Developing line of sight management is a first step in this process. Global
Business Lines is the second, which should ensure much better capital
allocation as well as best practice efficiencies. Quite rightly, the market has
been focused on falling Italian bond yields for the last two years. Now it is time
for that focus to shift to fundamentals.

- Our Buy rating on Endesa is predicated on a special dividend, paid as early as
2016 (on 2015 earnings) and our forecasts being ahead of consensus. With both
generation and distribution being mature businesses, the Enel group is
running Endesa as a cash cow, with consequent benefits.

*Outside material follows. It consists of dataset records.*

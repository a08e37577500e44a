//! In-memory VM used by unit tests.

use std::borrow::Cow;

use crate::vm::{ScriptVm, VmHandle};

#[derive(Debug)]
pub struct TestVm {
    handle: VmHandle,
    stack: Vec<&'static str>,
    pub raised: Vec<String>,
}

impl TestVm {
    pub fn new(id: usize) -> Self {
        Self {
            handle: VmHandle::from_raw(id).unwrap(),
            stack: Vec::new(),
            raised: Vec::new(),
        }
    }

    /// Type names of the values on the stack, bottom first.
    pub fn with_stack(mut self, types: &[&'static str]) -> Self {
        self.stack = types.to_vec();
        self
    }
}

impl ScriptVm for TestVm {
    fn handle(&self) -> VmHandle {
        self.handle
    }

    fn type_name_at(&self, index: isize) -> Option<Cow<'_, str>> {
        let slot = if index < 0 {
            self.stack.len().checked_sub(index.unsigned_abs())?
        } else {
            usize::try_from(index).ok()?.checked_sub(1)?
        };
        self.stack.get(slot).map(|name| Cow::Borrowed(*name))
    }

    fn raise_error(&mut self, message: &str) {
        self.raised.push(message.to_string());
    }

    fn last_error(&self) -> Option<String> {
        self.raised.last().cloned()
    }
}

- Our Buy rating on Enel Green Power is based on Enel buying out the
minorities at a price of €2.00 per share.


Squandering away Enel group’s biggest growth driver: Despite only accounting
for 12% of Enel group’s 2015 EBITDA, Enel Green Power (EGP) accounts for 50% of
Enel group’s EBITDA growth 2016-2019E. Yet Enel only owns 69.2% of EGP,
effectively squandering away growth to minorities. We think it makes sense for
Enel to buy out the minorities of EGP. It would only cost the company c€3bn
(assuming a 20% premium). That could be financed by a special dividend from
Endesa.

Endesa could finance the EGP minority buyout: Endesa, 70% owned by Enel,
could pay a €4bn special dividend in 2016. By our estimates, Endesa’s balance
sheet headroom is c€5bn (with gearing at 3.0x, the general sector benchmark for
vertically integrated utilities, versus 1.4x currently). Coincidentally, distributable
reserves are also €5bn. We now assume that Endesa will pay a €4.0bn special
dividend on 2015 earnings, in 2016, one year earlier and €1.0bn higher than we
previously forecast. Endesa has repeatedly said “we give ourselves a couple of
years to find additional opportunities to invest… we would consider paying an
extraordinary dividend, but indeed that would not occur before 2016”, Paolo
Bondi, CFO Endesa, FY14 conference call. As we have argued (see Awash with cash,
29 July), we see limited opportunities in Iberian M&A, implying that Endesa will
more likely pay a special dividend than find substantial investment opportunities
in Iberia. In any case, these investments would have to be cleared by the new
Global Business Lines, which would look at alternative uses of funds, ie buying out
EGP.

Earnings accretive to Enel: Whilst this is not our sole measure of value creation,
EPS nevertheless rises by c3%. Assuming that raising €4bn (at Endesa) would cost
2.0%, that would be an after-tax cost of €56m. We estimate 2015 minority interests
on EGP at €144m in 2015, escalating to €205m in 2018. On that basis, this deal is
accretive from day one, assuming a 20% buyout premium.